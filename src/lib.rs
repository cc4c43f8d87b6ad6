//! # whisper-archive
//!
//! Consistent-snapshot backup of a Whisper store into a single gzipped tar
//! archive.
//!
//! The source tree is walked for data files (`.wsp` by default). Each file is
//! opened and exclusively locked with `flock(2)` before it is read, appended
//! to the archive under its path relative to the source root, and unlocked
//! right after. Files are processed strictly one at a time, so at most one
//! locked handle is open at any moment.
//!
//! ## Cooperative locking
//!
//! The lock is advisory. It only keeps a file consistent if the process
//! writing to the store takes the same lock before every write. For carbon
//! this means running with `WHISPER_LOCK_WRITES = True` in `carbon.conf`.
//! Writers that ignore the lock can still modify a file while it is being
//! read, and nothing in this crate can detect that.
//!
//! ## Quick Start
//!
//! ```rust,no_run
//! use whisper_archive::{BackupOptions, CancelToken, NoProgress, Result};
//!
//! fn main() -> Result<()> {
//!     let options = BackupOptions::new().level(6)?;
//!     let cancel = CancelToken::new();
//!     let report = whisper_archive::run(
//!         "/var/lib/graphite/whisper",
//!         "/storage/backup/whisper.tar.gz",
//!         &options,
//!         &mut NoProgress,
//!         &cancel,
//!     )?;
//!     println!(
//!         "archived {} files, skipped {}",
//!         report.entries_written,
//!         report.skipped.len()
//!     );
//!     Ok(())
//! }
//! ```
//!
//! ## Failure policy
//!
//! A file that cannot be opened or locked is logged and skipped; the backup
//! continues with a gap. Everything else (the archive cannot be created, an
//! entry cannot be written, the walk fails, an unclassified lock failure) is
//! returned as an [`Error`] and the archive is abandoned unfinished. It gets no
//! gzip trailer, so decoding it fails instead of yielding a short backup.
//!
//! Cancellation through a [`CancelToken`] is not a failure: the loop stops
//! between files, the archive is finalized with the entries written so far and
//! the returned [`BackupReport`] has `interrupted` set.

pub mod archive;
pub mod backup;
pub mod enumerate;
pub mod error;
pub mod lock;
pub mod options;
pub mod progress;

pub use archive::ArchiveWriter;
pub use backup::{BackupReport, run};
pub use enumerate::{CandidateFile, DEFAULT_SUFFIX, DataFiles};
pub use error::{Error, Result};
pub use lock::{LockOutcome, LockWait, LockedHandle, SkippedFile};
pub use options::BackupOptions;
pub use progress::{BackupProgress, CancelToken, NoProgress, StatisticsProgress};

________

Task prompt: In the entries above, which lines hold the string "Result"? Report all of them.

Your solution:
//! use whisper_archive::{BackupOptions, CancelToken, NoProgress, Result};
//! fn main() -> Result<()> {
pub use error::{Error, Result};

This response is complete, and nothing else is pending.